Ray, please. It's not "my original" market approach we're talking about; it's both the law of the land and an inevitability of human society, that market forces play a role in education as they do in so many other walks of life. They never have been absent from the field of education and they cannot be made to go away from it.

Markets don't, in themselves, maintain inequalities. Segregationists who argue people of different classes should never live side by side, because that can only harm the lower classes -- they do maintain inequalities, don't they? I don't share their views.

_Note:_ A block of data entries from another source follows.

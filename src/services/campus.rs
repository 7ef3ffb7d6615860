//! Campus service
//!
//! The surface screens call. Forms are validated here and only valid input
//! reaches the lifecycle manager. Every call returns a `Result`; expected
//! failures come back as typed `CampusHubError` variants.

use std::sync::Arc;

use chrono::NaiveDate;
use tokio::sync::broadcast;
use tracing::{debug, info};

use crate::config::Settings;
use crate::engine::schedule::{events_on, sort_by_schedule};
use crate::engine::{BulkCancelOutcome, LifecycleManager, ParticipantRoster, ReconcileReport, StoreChange};
use crate::models::{Event, Participant, Registration, Student, StudentForm, UpdateEventRequest};
use crate::persistence::{build_gateway, PersistenceGateway};
use crate::utils::errors::{CampusHubError, Result};
use crate::utils::helpers::{generate_id, non_blank};
use crate::validation::{validate_event_form, validate_student_form, EventForm};

/// Explicitly owned store: create with [`CampusHub::open`], release with
/// [`CampusHub::shutdown`]
pub struct CampusHub {
    manager: LifecycleManager,
    settings: Settings,
}

impl CampusHub {
    /// Open the store on the gateway selected by `settings`
    pub async fn open(settings: Settings) -> Result<Self> {
        settings.validate()?;
        let gateway = build_gateway(&settings.storage).await?;
        Self::open_with_gateway(settings, gateway).await
    }

    /// Open the store on an existing gateway
    pub async fn open_with_gateway(settings: Settings, gateway: Arc<dyn PersistenceGateway>) -> Result<Self> {
        let manager = LifecycleManager::open(gateway).await?;
        info!(events = manager.reconcile_report().events_loaded, "CampusHub opened");
        Ok(Self { manager, settings })
    }

    /// Flush pending writes and close the store
    pub async fn shutdown(self) -> Result<()> {
        self.manager.shutdown().await
    }

    pub fn manager(&self) -> &LifecycleManager {
        &self.manager
    }

    pub fn roster(&self) -> ParticipantRoster<'_> {
        ParticipantRoster::new(&self.manager)
    }

    pub fn reconcile_report(&self) -> &ReconcileReport {
        self.manager.reconcile_report()
    }

    pub fn subscribe(&self) -> broadcast::Receiver<StoreChange> {
        self.manager.subscribe()
    }

    pub async fn flush(&self) -> Result<()> {
        self.manager.flush().await
    }

    // Admin: events

    pub async fn create_event(&self, form: &EventForm) -> Result<Event> {
        validate_event_form(form, &self.settings.events).into_result()?;
        self.manager.create_event(form.to_create_request()).await
    }

    /// Apply a resubmitted edit form
    pub async fn update_event(&self, id: &str, form: &EventForm) -> Result<Event> {
        validate_event_form(form, &self.settings.events).into_result()?;
        self.manager.update_event(id, form.to_update_request()).await
    }

    /// Apply individual field changes without a full form
    pub async fn patch_event(&self, id: &str, request: UpdateEventRequest) -> Result<Event> {
        self.manager.update_event(id, request).await
    }

    pub async fn postpone_event(&self, id: &str, date_time: &str) -> Result<Event> {
        self.manager.postpone_event(id, date_time).await
    }

    pub async fn cancel_event(&self, id: &str) -> Result<Event> {
        self.manager.cancel_event(id).await
    }

    pub async fn cancel_events(&self, ids: &[String]) -> BulkCancelOutcome {
        self.manager.cancel_events(ids).await
    }

    pub async fn get_event(&self, id: &str) -> Result<Event> {
        self.manager.get_event(id).await
    }

    /// Events in insertion order
    pub async fn list_events(&self) -> Vec<Event> {
        self.manager.list_events().await
    }

    /// Events ordered by date and time
    pub async fn list_events_by_schedule(&self) -> Vec<Event> {
        let mut events = self.manager.list_events().await;
        sort_by_schedule(&mut events);
        events
    }

    pub async fn get_registered_count(&self, event_id: &str) -> Result<usize> {
        self.manager.registered_count(event_id).await
    }

    pub async fn get_participants(&self, event_id: &str) -> Result<Vec<Participant>> {
        self.roster().participants(event_id).await
    }

    pub async fn remove_participant(&self, event_id: &str, student_id: &str) -> Result<Registration> {
        self.roster().remove_participant(event_id, student_id).await
    }

    // Students

    /// Validate and store a student's profile, then remember them as the
    /// current user
    pub async fn sign_in(&self, form: &StudentForm) -> Result<Student> {
        validate_student_form(form).into_result()?;

        let student = Student {
            id: form.id.as_deref().and_then(non_blank).unwrap_or_else(generate_id),
            name: form.name.trim().to_string(),
            roll_number: form.roll_number.trim().to_string(),
            branch: form.branch.trim().to_string(),
            year: form.year.trim().to_string(),
            email: form.email.trim().to_string(),
            phone: non_blank(&form.phone),
            is_admin: false,
        };

        let student = self.manager.save_student(student).await?;
        self.manager.set_current_user(&student).await?;
        debug!(student_id = %student.id, "Student signed in");
        Ok(student)
    }

    /// Sign in an administrator
    ///
    /// Admins skip student profile validation and are not added to the
    /// student directory, so they never show up in a roster.
    pub async fn sign_in_admin(&self, name: &str, email: &str) -> Result<Student> {
        if email.trim().is_empty() {
            return Err(CampusHubError::invalid("email", "Email is required"));
        }

        let admin = Student {
            id: generate_id(),
            name: name.trim().to_string(),
            roll_number: String::new(),
            branch: String::new(),
            year: String::new(),
            email: email.trim().to_string(),
            phone: None,
            is_admin: true,
        };

        self.manager.set_current_user(&admin).await?;
        info!(admin_id = %admin.id, "Admin signed in");
        Ok(admin)
    }

    pub async fn sign_out(&self) -> Result<()> {
        self.manager.clear_current_user().await
    }

    pub async fn get_student(&self, student_id: &str) -> Result<Student> {
        self.manager
            .student(student_id)
            .await
            .ok_or_else(|| CampusHubError::StudentNotFound {
                student_id: student_id.to_string(),
            })
    }

    pub async fn current_user(&self) -> Result<Option<Student>> {
        self.manager.current_user().await
    }

    pub async fn register_for_event(&self, event_id: &str, student_id: &str) -> Result<Registration> {
        self.manager.register(event_id, student_id).await
    }

    pub async fn unregister(&self, event_id: &str, student_id: &str) -> Result<Registration> {
        self.manager.unregister(event_id, student_id).await
    }

    pub async fn is_registered(&self, event_id: &str, student_id: &str) -> bool {
        self.manager.is_registered(event_id, student_id).await
    }

    pub async fn registered_events(&self, student_id: &str) -> Vec<Event> {
        self.manager.registered_events(student_id).await
    }

    pub async fn toggle_interest(&self, event_id: &str, student_id: &str) -> Result<bool> {
        self.manager.toggle_interest(event_id, student_id).await
    }

    pub async fn interested_events(&self, student_id: &str) -> Vec<Event> {
        self.manager.interested_events(student_id).await
    }

    /// A student's registered and interested events on one day
    pub async fn my_day(&self, student_id: &str, day: NaiveDate) -> Vec<Event> {
        let (registered, interested) = self
            .manager
            .read(|ledger| (ledger.registered_events(student_id), ledger.interested_events(student_id)))
            .await;

        let mut combined = registered;
        for event in interested {
            if !combined.iter().any(|e| e.id == event.id) {
                combined.push(event);
            }
        }
        events_on(&combined, day)
    }
}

We have fundamentally different interests in this discussion. I am interested in the real challenges and choices facing urban education, because I have a kid in the system and that makes me think about the subject more than I otherwise might. You are looking for occasions to complain about Penn and capitalism, as usual (two obviously allied, but somewhat distinct, critters). Outcomes don't matter to you; only judgements matter. Always the same judgement, too.

I'll leave you to your pet judgement. I'll continue to comment on the real challenges and choices. Urban education in Philadelphia is at a crossroads. Wherever it is headed next, one thing's for sure: it's not going back to that "egalitarian" quagmire of guaranteed low expectations for every child, especially when he's a child of color.

-- Tony West


I never said we needed a one-size fits all solution. I said maybe it's time to start looking at public schools not as vegetable stands, but as places that prepare us for life -- inside and outside the marketplace. I hope now you realize that your original market approach to an 'egalitarian' public school system relies upon maintained inequalities, by definition, and that your pointing to a school that relied on tailor-made market tactics wasn't helpful.